* Collected data *
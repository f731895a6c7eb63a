use super::lookup::LookupTable;
use super::reducer::{ReductionParams, SearchMode, find_largest_k, reduce};
use super::traits::LnEstimator;
use common::{
    error::Error,
    numeric_kernel::residual,
    types::{Estimate, InvariantElement},
};

/// Derives the logarithm estimate from the last record of a trace.
///
/// `estimate = (last.yj - last.ln_k) - |1 - last.kxj|`
///
/// The residual term approximates `ln(last.kxj)` for a value just below 1.
/// `_x` is accepted for signature parity with the rest of the pipeline but
/// does not take part in the computation; the trace alone determines the result.
///
/// # Errors
/// Returns `Error::EmptyTrace` if `trace` has no records.
pub fn calculate_ln(_x: f64, trace: &[InvariantElement]) -> Result<f64, Error> {
    let last = trace.last().ok_or(Error::EmptyTrace)?;
    Ok((last.yj - last.ln_k) - residual(last.kxj))
}

/// Table-driven estimator: builds the lookup table once, then runs
/// reduction and estimation for each input.
#[derive(Debug, Clone, Default)]
pub struct TableLnEstimator {
    table: LookupTable,
    params: ReductionParams,
}

impl TableLnEstimator {
    pub fn new(params: ReductionParams) -> Self {
        Self {
            table: LookupTable::build(),
            params,
        }
    }

    pub fn table(&self) -> &LookupTable {
        &self.table
    }

    pub fn params(&self) -> &ReductionParams {
        &self.params
    }

    /// Rejects inputs the table cannot reduce, then estimates.
    ///
    /// # Errors
    /// - `Error::NonFiniteInput` for NaN or infinite `x`.
    /// - `Error::NonPositiveInput` for `x <= 0`.
    /// - `Error::OutsideTableRange` when the division search finds no multiplier
    ///   (`x >= 256` for the standard table).
    /// - `Error::EmptyTrace` when the iteration budget is zero.
    pub fn estimate_checked(&self, x: f64) -> Result<Estimate, Error> {
        if !x.is_finite() {
            return Err(Error::NonFiniteInput(x));
        }
        if x <= 0.0 {
            return Err(Error::NonPositiveInput(x));
        }
        if find_largest_k(x, &self.table, SearchMode::Division) == 1.0 {
            return Err(Error::OutsideTableRange {
                input: x,
                bound: self.table.largest(),
            });
        }

        self.estimate(x)
    }
}

impl LnEstimator for TableLnEstimator {
    /// Unchecked path: domain errors flow through the arithmetic as values.
    fn estimate(&self, x: f64) -> Result<Estimate, Error> {
        let reduction = reduce(x, &self.table, &self.params);
        let value = calculate_ln(x, &reduction.trace)?;

        Ok(Estimate {
            input: x,
            value,
            trace: reduction.trace,
            termination: reduction.termination,
        })
    }
}
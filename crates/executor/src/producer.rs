use tokio::sync::mpsc::Sender;
use tracing::info;

use super::{
    error::Error,
    types::{InputBatch, InputStreamer},
};

pub struct Producer<S: InputStreamer> {
    streamer: S,
}

impl<S> Producer<S>
where
    S: InputStreamer,
{
    pub fn new(streamer: S) -> Self {
        Producer { streamer }
    }

    pub fn spawn(self, sender: Sender<InputBatch>) -> tokio::task::JoinHandle<Result<(), Error>> {
        info!("Producer ready.");
        tokio::spawn(async move { self.streamer.run_stream(sender).await })
    }
}
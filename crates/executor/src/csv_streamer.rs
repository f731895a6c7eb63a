use csv::ReaderBuilder;
use serde::Deserialize;
use std::fs::File;
use tokio::sync::mpsc::Sender;
use tracing::{error, info};

use super::error::Error;
use super::types::{InputBatch, InputStreamer};

// Helper struct for CSV parsing; extra columns are ignored.
#[derive(Debug, Deserialize, Default)]
pub struct CsvRecord {
    #[serde(rename = "x")]
    pub input: f64,
}

pub struct CsvStreamer {
    path: String,
    batch_size: usize,
}

impl CsvStreamer {
    pub fn new(path: String, batch_size: usize) -> Self {
        CsvStreamer {
            path,
            batch_size: batch_size.max(1),
        }
    }

    fn parse_csv_to_inputs(&self) -> Result<Vec<f64>, Error> {
        let file = File::open(&self.path).map_err(|e| {
            error!(path = %self.path, "Failed to read file: {:?}", e);
            Error::IoError(e)
        })?;

        let mut rdr = ReaderBuilder::new()
            .has_headers(true)
            .trim(csv::Trim::All)
            .from_reader(file);

        let mut inputs = Vec::new();

        for result in rdr.deserialize() {
            let record: CsvRecord = result?;
            inputs.push(record.input);
        }
        Ok(inputs)
    }
}

#[async_trait::async_trait]
impl InputStreamer for CsvStreamer {
    async fn run_stream(self, sender: Sender<InputBatch>) -> Result<(), Error> {
        let all_inputs = self.parse_csv_to_inputs()?;
        let mut inputs_sent = 0;

        info!(total = all_inputs.len(), "CsvStreamer: starting transfer");

        for chunk in all_inputs.chunks(self.batch_size) {
            if let Err(e) = sender.send(chunk.to_vec()).await {
                error!(
                    "CsvStreamer shutting down: evaluator receiver dropped during send. Error: {}",
                    e
                );
                return Err(Error::ChannelSendFailed);
            }

            inputs_sent += chunk.len();
        }

        info!(inputs_sent, "CsvStreamer: transfer complete");
        Ok(())
    }
}

#[cfg(test)]
mod tests {
    use super::*;
    use std::io::Write;
    use tempfile::NamedTempFile;
    use tokio::sync::mpsc;

    const MOCK_CSV_CONTENT: &str = "\
id,x,label
1,100,hundred
2,2.5,small
3,0.125,fraction
4,255,edge
";

    const BATCH_SIZE: usize = 3;

    fn mock_file(content: &str) -> NamedTempFile {
        let mut temp_file = NamedTempFile::new().expect("Failed to create temp file");
        temp_file
            .write_all(content.as_bytes())
            .expect("Failed to write mock content");
        temp_file
    }

    #[test]
    fn test_parse_csv_to_inputs_success() {
        let temp_file = mock_file(MOCK_CSV_CONTENT);
        let path = temp_file
            .path()
            .to_str()
            .expect("Failed to get path string");

        let streamer = CsvStreamer::new(path.to_string(), BATCH_SIZE);
        let result = streamer.parse_csv_to_inputs();

        assert!(
            result.is_ok(),
            "Parsing failed with error: {:?}",
            result.err()
        );
        assert_eq!(result.unwrap(), vec![100.0, 2.5, 0.125, 255.0]);
    }

    #[test]
    fn test_parse_csv_to_inputs_file_not_found() {
        let streamer = CsvStreamer::new("non_existent_file.csv".to_string(), BATCH_SIZE);
        let result = streamer.parse_csv_to_inputs();

        if let Err(Error::IoError(e)) = result {
            assert_eq!(e.kind(), std::io::ErrorKind::NotFound);
        } else {
            panic!("Expected IoError, got: {:?}", result);
        }
    }

    #[test]
    fn test_parse_csv_rejects_non_numeric_input() {
        let temp_file = mock_file("x\nabc\n");
        let path = temp_file.path().to_str().unwrap().to_string();

        let result = CsvStreamer::new(path, BATCH_SIZE).parse_csv_to_inputs();
        assert!(matches!(result, Err(Error::CsvError(_))));
    }

    #[tokio::test]
    async fn test_run_stream_batches_inputs() {
        let temp_file = mock_file(MOCK_CSV_CONTENT);
        let path = temp_file.path().to_str().unwrap().to_string();

        let (tx, mut rx) = mpsc::channel(4);
        CsvStreamer::new(path, BATCH_SIZE)
            .run_stream(tx)
            .await
            .expect("Stream should succeed");

        assert_eq!(rx.recv().await, Some(vec![100.0, 2.5, 0.125]));
        assert_eq!(rx.recv().await, Some(vec![255.0]));
        assert_eq!(rx.recv().await, None);
    }
}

* ABOUT THIS TASK *
In the records above, locate the lines holding the word "then". Copy each of them.

* SOLUTION *
/// Table-driven estimator: builds the lookup table once, then runs
    /// Rejects inputs the table cannot reduce, then estimates.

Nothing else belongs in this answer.